Upon authority the rights of the appellants would seem clear. They would seem clear also in view of a principle so simple and palpable as to be obvious to the plainest comprehension. If the estates of the two debtors had been adequate to the purpose, the appellants had the right to demand payment of their debt in full. That is, if each estate had been large enough to pay a dividend of fifty per cent., the dividends from both, if apportioned to it, would have satisfied the claim. By the rule which was adopted by the court below, if John Miller’s estate had paid fifty per cent., and a dividend of fifty per cent, had been subsequently declared in Amos Miller’s estate, the appellants would have been confined to a pro rata distribution on the balance remaining due, and one full quarter of their claim would have been left unpaid.

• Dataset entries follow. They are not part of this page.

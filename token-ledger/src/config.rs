//! Configuration for the token ledger

use crate::types::{parse_address, Address, Amount, DeployParams};
use serde::{Deserialize, Serialize};

/// Ledger configuration
#[derive(Debug, Clone, Serialize, Deserialize)]
pub struct Config {
    /// Service name
    pub service_name: String,

    /// Service version
    pub service_version: String,

    /// Deployment parameters
    pub token: TokenConfig,

    /// Submission channel configuration
    #[serde(default)]
    pub submission: SubmissionConfig,
}

impl Default for Config {
    fn default() -> Self {
        Self {
            service_name: "token-ledger".to_string(),
            service_version: env!("CARGO_PKG_VERSION").to_string(),
            token: TokenConfig::default(),
            submission: SubmissionConfig::default(),
        }
    }
}

/// Token deployment parameters
#[derive(Debug, Clone, Serialize, Deserialize)]
pub struct TokenConfig {
    /// Token name
    pub name: String,

    /// Token symbol
    pub symbol: String,

    /// Decimal places
    pub decimals: u8,

    /// Initial supply in whole tokens
    pub initial_supply: u64,

    /// Supply cap in whole tokens
    pub max_supply: u64,

    /// Owner address (hex); the deploying signer when absent
    pub owner: Option<String>,
}

impl Default for TokenConfig {
    fn default() -> Self {
        Self {
            name: "My First Token".to_string(),
            symbol: "MFT".to_string(),
            decimals: 18,
            initial_supply: 1_000,
            max_supply: 10_000,
            owner: None,
        }
    }
}

impl TokenConfig {
    /// Build deployment parameters, using `fallback_owner` when no owner is configured
    pub fn deploy_params(&self, fallback_owner: Address) -> crate::Result<DeployParams> {
        let owner = match &self.owner {
            Some(text) => parse_address(text)?,
            None => fallback_owner,
        };

        Ok(DeployParams {
            name: self.name.clone(),
            symbol: self.symbol.clone(),
            decimals: self.decimals,
            initial_supply: Amount::from(self.initial_supply),
            max_supply: Amount::from(self.max_supply),
            owner,
        })
    }
}

/// Submission channel configuration
#[derive(Debug, Clone, Serialize, Deserialize)]
pub struct SubmissionConfig {
    /// Bounded mailbox size (backpressure)
    pub mailbox_capacity: usize,

    /// Committed events buffered per observer
    pub event_capacity: usize,
}

impl Default for SubmissionConfig {
    fn default() -> Self {
        Self {
            mailbox_capacity: 1000,
            event_capacity: 1000,
        }
    }
}

impl Config {
    /// Load from file
    pub fn from_file(path: impl AsRef<std::path::Path>) -> crate::Result<Self> {
        let content = std::fs::read_to_string(path)?;
        let config: Config = toml::from_str(&content)
            .map_err(|e| crate::Error::Config(format!("Failed to parse config: {}", e)))?;
        config.validate()?;
        Ok(config)
    }

    /// Load from environment variables
    pub fn from_env() -> crate::Result<Self> {
        let mut config = Config::default();

        if let Ok(name) = std::env::var("TOKEN_NAME") {
            config.token.name = name;
        }

        if let Ok(symbol) = std::env::var("TOKEN_SYMBOL") {
            config.token.symbol = symbol;
        }

        if let Ok(decimals) = std::env::var("TOKEN_DECIMALS") {
            config.token.decimals = parse_env("TOKEN_DECIMALS", &decimals)?;
        }

        if let Ok(supply) = std::env::var("TOKEN_INITIAL_SUPPLY") {
            config.token.initial_supply = parse_env("TOKEN_INITIAL_SUPPLY", &supply)?;
        }

        if let Ok(supply) = std::env::var("TOKEN_MAX_SUPPLY") {
            config.token.max_supply = parse_env("TOKEN_MAX_SUPPLY", &supply)?;
        }

        if let Ok(owner) = std::env::var("TOKEN_OWNER") {
            config.token.owner = Some(owner);
        }

        if let Ok(capacity) = std::env::var("TOKEN_MAILBOX_CAPACITY") {
            config.submission.mailbox_capacity = parse_env("TOKEN_MAILBOX_CAPACITY", &capacity)?;
        }

        config.validate()?;
        Ok(config)
    }

    /// Reject settings the ledger or actor cannot start with
    pub fn validate(&self) -> crate::Result<()> {
        if self.token.initial_supply > self.token.max_supply {
            return Err(crate::Error::Config(format!(
                "initial_supply {} exceeds max_supply {}",
                self.token.initial_supply, self.token.max_supply
            )));
        }
        if self.submission.mailbox_capacity == 0 || self.submission.event_capacity == 0 {
            return Err(crate::Error::Config(
                "channel capacities must be positive".to_string(),
            ));
        }
        if let Some(owner) = &self.token.owner {
            parse_address(owner)
                .map_err(|e| crate::Error::Config(format!("token.owner: {}", e)))?;
        }
        Ok(())
    }
}

fn parse_env<T: std::str::FromStr>(key: &str, value: &str) -> crate::Result<T>
where
    T::Err: std::fmt::Display,
{
    value
        .parse()
        .map_err(|e| crate::Error::Config(format!("{}='{}': {}", key, value, e)))
}
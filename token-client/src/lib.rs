//! Token Client
//!
//! Wallet-side glue between a [`Signer`](token_ledger::Signer) and the
//! ledger's submission channel.
//!
//! # Flow
//!
//! 1. **Input**: raw strings as a user would type them (address, amount)
//! 2. **Validation**: addresses parsed, amounts scaled by the token decimals
//! 3. **Pre-check**: balance checked before transfers and burns
//! 4. **Submission**: call signed, submitted, receipt awaited
//!
//! # Example
//!
//! ```no_run
//! use token_client::TokenClient;
//! use token_ledger::{spawn_ledger_actor, Config, KeyPair, Signer, TokenLedger};
//!
//! #[tokio::main]
//! async fn main() -> token_client::Result<()> {
//!     let owner = KeyPair::generate();
//!     let params = Config::default().token.deploy_params(owner.address())?;
//!     let handle = spawn_ledger_actor(TokenLedger::new(params)?, 100, 100)?;
//!
//!     let client = TokenClient::new(owner, handle);
//!     client.transfer("0x5FbDB2315678afecb367f032d93F642f64180aa3", "12.5").await?;
//!     println!("{}", client.load_info().await?.display_balance());
//!
//!     Ok(())
//! }
//! ```

#![forbid(unsafe_code)]
#![warn(
    missing_docs,
    rust_2018_idioms,
    missing_debug_implementations,
    clippy::all
)]

pub mod error;
pub mod client;

// Re-exports
pub use error::{Error, Result};
pub use client::{AccountView, TokenClient};
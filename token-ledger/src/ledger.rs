//! The token ledger aggregate
//!
//! `TokenLedger` is the authoritative record of balances, total supply and
//! owner for one token. It is a plain owned value: callers pass it by
//! `&mut` into each mutation, and whoever holds it decides how calls are
//! serialized (see [`crate::actor`] and [`crate::shared`]).
//!
//! Each mutation validates every precondition first and only then applies,
//! returning the events it emitted. A failed call changes nothing.
//!
//! # Example
//!
//! ```
//! use token_ledger::{Address, Amount, DeployParams, TokenLedger};
//!
//! let owner = Address::repeat_byte(0x01);
//! let mut ledger = TokenLedger::new(DeployParams {
//!     name: "My First Token".into(),
//!     symbol: "MFT".into(),
//!     decimals: 0,
//!     initial_supply: Amount::from(1000u64),
//!     max_supply: Amount::from(10000u64),
//!     owner,
//! })
//! .unwrap();
//!
//! let alice = Address::repeat_byte(0x0a);
//! ledger.transfer(owner, alice, Amount::from(50u64)).unwrap();
//! assert_eq!(ledger.balance_of(alice), Amount::from(50u64));
//! ```

use crate::{
    types::{Address, Amount, DeployParams, TokenCall, TokenEvent, TokenInfo},
    units, Error, Result,
};
use std::collections::HashMap;

/// Token ledger state
#[derive(Debug, Clone)]
pub struct TokenLedger {
    name: String,
    symbol: String,
    decimals: u8,
    total_supply: Amount,
    max_supply: Amount,
    owner: Address,
    balances: HashMap<Address, Amount>,
}

impl TokenLedger {
    /// Create the ledger, crediting the whole initial supply to the owner
    pub fn new(params: DeployParams) -> Result<Self> {
        Self::deploy(params).map(|(ledger, _)| ledger)
    }

    /// Create the ledger and return the creation events
    ///
    /// Emits `OwnershipTransferred(0x0, owner)` and, for a non-zero initial
    /// supply, `Transfer(0x0, owner, initial)`.
    pub fn deploy(params: DeployParams) -> Result<(Self, Vec<TokenEvent>)> {
        if params.owner == Address::ZERO {
            return Err(Error::InvalidArgument(
                "owner must not be the zero address".to_string(),
            ));
        }
        if params.initial_supply > params.max_supply {
            return Err(Error::InvalidArgument(format!(
                "initial supply {} exceeds max supply {}",
                params.initial_supply, params.max_supply
            )));
        }

        let initial = units::scale(params.initial_supply, params.decimals)?;
        let max_supply = units::scale(params.max_supply, params.decimals)?;

        let mut balances = HashMap::new();
        let mut events = vec![TokenEvent::OwnershipTransferred {
            previous_owner: Address::ZERO,
            new_owner: params.owner,
        }];
        if initial > Amount::ZERO {
            balances.insert(params.owner, initial);
            events.push(TokenEvent::Transfer {
                from: Address::ZERO,
                to: params.owner,
                amount: initial,
            });
        }

        let ledger = Self {
            name: params.name,
            symbol: params.symbol,
            decimals: params.decimals,
            total_supply: initial,
            max_supply,
            owner: params.owner,
            balances,
        };
        Ok((ledger, events))
    }

    /// Token name
    pub fn name(&self) -> &str {
        &self.name
    }

    /// Token symbol
    pub fn symbol(&self) -> &str {
        &self.symbol
    }

    /// Decimal places
    pub fn decimals(&self) -> u8 {
        self.decimals
    }

    /// Current total supply
    pub fn total_supply(&self) -> Amount {
        self.total_supply
    }

    /// Supply cap
    pub fn max_supply(&self) -> Amount {
        self.max_supply
    }

    /// Current owner
    pub fn owner(&self) -> Address {
        self.owner
    }

    /// Balance of `account`; zero for accounts never seen
    pub fn balance_of(&self, account: Address) -> Amount {
        self.balances.get(&account).copied().unwrap_or(Amount::ZERO)
    }

    /// Number of accounts holding a non-zero balance
    pub fn holder_count(&self) -> usize {
        self.balances.len()
    }

    /// Snapshot of the token metadata and supply
    pub fn token_info(&self) -> TokenInfo {
        TokenInfo {
            name: self.name.clone(),
            symbol: self.symbol.clone(),
            decimals: self.decimals,
            total_supply: self.total_supply,
            max_supply: self.max_supply,
        }
    }

    /// Dispatch a signed call on behalf of `caller`
    pub fn apply(&mut self, caller: Address, call: &TokenCall) -> Result<Vec<TokenEvent>> {
        match *call {
            TokenCall::Transfer { to, amount } => self.transfer(caller, to, amount),
            TokenCall::Mint { to, amount } => self.mint(caller, to, amount),
            TokenCall::Burn { amount } => self.burn(caller, amount),
            TokenCall::TransferOwnership { new_owner } => {
                self.transfer_ownership(caller, new_owner)
            }
        }
    }

    /// Move `amount` from `from` to `to`
    pub fn transfer(
        &mut self,
        from: Address,
        to: Address,
        amount: Amount,
    ) -> Result<Vec<TokenEvent>> {
        if from == Address::ZERO {
            return Err(Error::InvalidArgument(
                "sender must not be the zero address".to_string(),
            ));
        }
        if to == Address::ZERO {
            return Err(Error::InvalidArgument(
                "recipient must not be the zero address".to_string(),
            ));
        }

        let from_balance = self.balance_of(from);
        if from_balance < amount {
            return Err(Error::InsufficientBalance {
                account: from,
                available: from_balance,
                requested: amount,
            });
        }

        // Self-transfer leaves balances untouched.
        if from != to {
            let to_balance = self.balance_of(to);
            // Cannot overflow: to_balance + amount <= total_supply.
            let credited = to_balance.checked_add(amount).ok_or_else(|| {
                Error::InvariantViolation(format!("balance of {} overflows", to))
            })?;
            self.set_balance(from, from_balance - amount);
            self.set_balance(to, credited);
        }

        Ok(vec![TokenEvent::Transfer { from, to, amount }])
    }

    /// Create `amount` new tokens for `to`
    ///
    /// Checks run in a fixed order: owner authorization, then arguments,
    /// then the supply cap.
    pub fn mint(&mut self, caller: Address, to: Address, amount: Amount) -> Result<Vec<TokenEvent>> {
        self.only_owner(caller)?;

        if to == Address::ZERO {
            return Err(Error::InvalidArgument(
                "cannot mint to the zero address".to_string(),
            ));
        }
        if amount == Amount::ZERO {
            return Err(Error::InvalidArgument("mint amount must be positive".to_string()));
        }

        let new_supply = match self.total_supply.checked_add(amount) {
            Some(supply) if supply <= self.max_supply => supply,
            other => {
                return Err(Error::SupplyCapExceeded {
                    max_supply: self.max_supply,
                    requested: other.unwrap_or(Amount::MAX),
                })
            }
        };

        // Bounded by new_supply, so no overflow.
        let credited = self.balance_of(to) + amount;
        self.set_balance(to, credited);
        self.total_supply = new_supply;

        Ok(vec![
            TokenEvent::Transfer {
                from: Address::ZERO,
                to,
                amount,
            },
            TokenEvent::TokensMinted { to, amount },
        ])
    }

    /// Destroy `amount` of the caller's own tokens
    pub fn burn(&mut self, caller: Address, amount: Amount) -> Result<Vec<TokenEvent>> {
        if amount == Amount::ZERO {
            return Err(Error::InvalidArgument("burn amount must be positive".to_string()));
        }

        let balance = self.balance_of(caller);
        if balance < amount {
            return Err(Error::InsufficientBalance {
                account: caller,
                available: balance,
                requested: amount,
            });
        }

        self.set_balance(caller, balance - amount);
        self.total_supply -= amount;

        Ok(vec![
            TokenEvent::Transfer {
                from: caller,
                to: Address::ZERO,
                amount,
            },
            TokenEvent::TokensBurned {
                from: caller,
                amount,
            },
        ])
    }

    /// Hand ownership to `new_owner`
    pub fn transfer_ownership(
        &mut self,
        caller: Address,
        new_owner: Address,
    ) -> Result<Vec<TokenEvent>> {
        self.only_owner(caller)?;

        if new_owner == Address::ZERO {
            return Err(Error::InvalidArgument(
                "new owner must not be the zero address".to_string(),
            ));
        }

        let previous_owner = self.owner;
        self.owner = new_owner;

        Ok(vec![TokenEvent::OwnershipTransferred {
            previous_owner,
            new_owner,
        }])
    }

    /// Recompute the supply invariants from the balance map
    pub fn check_invariants(&self) -> Result<()> {
        let mut sum = Amount::ZERO;
        for (account, balance) in &self.balances {
            sum = sum.checked_add(*balance).ok_or_else(|| {
                Error::InvariantViolation(format!("balance sum overflows at {}", account))
            })?;
        }

        if sum != self.total_supply {
            return Err(Error::InvariantViolation(format!(
                "sum of balances {} != total supply {}",
                sum, self.total_supply
            )));
        }
        if self.total_supply > self.max_supply {
            return Err(Error::InvariantViolation(format!(
                "total supply {} exceeds max supply {}",
                self.total_supply, self.max_supply
            )));
        }
        if self.owner == Address::ZERO {
            return Err(Error::InvariantViolation("owner is the zero address".to_string()));
        }

        Ok(())
    }

    fn only_owner(&self, caller: Address) -> Result<()> {
        if caller != self.owner {
            return Err(Error::Unauthorized {
                caller,
                owner: self.owner,
            });
        }
        Ok(())
    }

    // Zero balances are dropped so the map only holds live accounts.
    fn set_balance(&mut self, account: Address, balance: Amount) {
        if balance == Amount::ZERO {
            self.balances.remove(&account);
        } else {
            self.balances.insert(account, balance);
        }
    }
}
//! Error types for the token ledger

use crate::types::{Address, Amount};
use thiserror::Error;

/// Result type for ledger operations
pub type Result<T> = std::result::Result<T, Error>;

/// Ledger errors
///
/// Every rejection happens before state is touched, so a failed call
/// leaves balances, supply and owner exactly as they were.
#[derive(Error, Debug, Clone, PartialEq, Eq)]
pub enum Error {
    /// Caller is not the ledger owner
    #[error("Unauthorized: caller {caller} is not the owner {owner}")]
    Unauthorized {
        /// Account that attempted the call
        caller: Address,
        /// Current owner
        owner: Address,
    },

    /// Mint would push total supply past the cap
    #[error("Exceeds maximum supply: max {max_supply}, requested total {requested}")]
    SupplyCapExceeded {
        /// Immutable supply cap
        max_supply: Amount,
        /// Total supply the mint would have produced (saturated on overflow)
        requested: Amount,
    },

    /// Transfer or burn exceeds the account balance
    #[error("Insufficient balance for {account}: have {available}, need {requested}")]
    InsufficientBalance {
        /// Debited account
        account: Address,
        /// Current balance
        available: Amount,
        /// Amount asked for
        requested: Amount,
    },

    /// Malformed address, zero amount, bad deployment parameters
    #[error("Invalid argument: {0}")]
    InvalidArgument(String),

    /// Invariant violation (supply conservation, cap)
    #[error("Invariant violation: {0}")]
    InvariantViolation(String),

    /// Signature verification failed
    #[error("Signature verification failed: {0}")]
    SignatureError(String),

    /// Submission id already seen
    #[error("Duplicate submission: {0}")]
    DuplicateSubmission(String),

    /// Submission id has no timestamp or lies outside the replay window
    #[error("Stale submission: {0}")]
    StaleSubmission(String),

    /// Concurrency error (actor mailbox closed, etc.)
    #[error("Concurrency error: {0}")]
    Concurrency(String),

    /// Configuration error
    #[error("Configuration error: {0}")]
    Config(String),

    /// Serialization error
    #[error("Serialization error: {0}")]
    Serialization(String),

    /// IO error
    #[error("IO error: {0}")]
    Io(String),
}

impl Error {
    /// True for rejections caused by the call itself rather than the host
    pub fn is_rejection(&self) -> bool {
        matches!(
            self,
            Error::Unauthorized { .. }
                | Error::SupplyCapExceeded { .. }
                | Error::InsufficientBalance { .. }
                | Error::InvalidArgument(_)
                | Error::SignatureError(_)
                | Error::DuplicateSubmission(_)
                | Error::StaleSubmission(_)
        )
    }
}

impl From<bincode::Error> for Error {
    fn from(err: bincode::Error) -> Self {
        Error::Serialization(err.to_string())
    }
}

impl From<std::io::Error> for Error {
    fn from(err: std::io::Error) -> Self {
        Error::Io(err.to_string())
    }
}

Surely a rule that would so divert funds admittedly adequate as to make the satisfaction of an uncontested debt impossible, would be neither sound nor safe nor just.
The decree of the Common Pleas is reversed at the costs of the appellees; and it is now ordered that the scheme of distribution reported by the auditor and confirmed by the court be so modified and corrected as to allow to Bair and Shenk, the appellants, a dividend upon the whole amount of their original claim, with interest and cost of protest.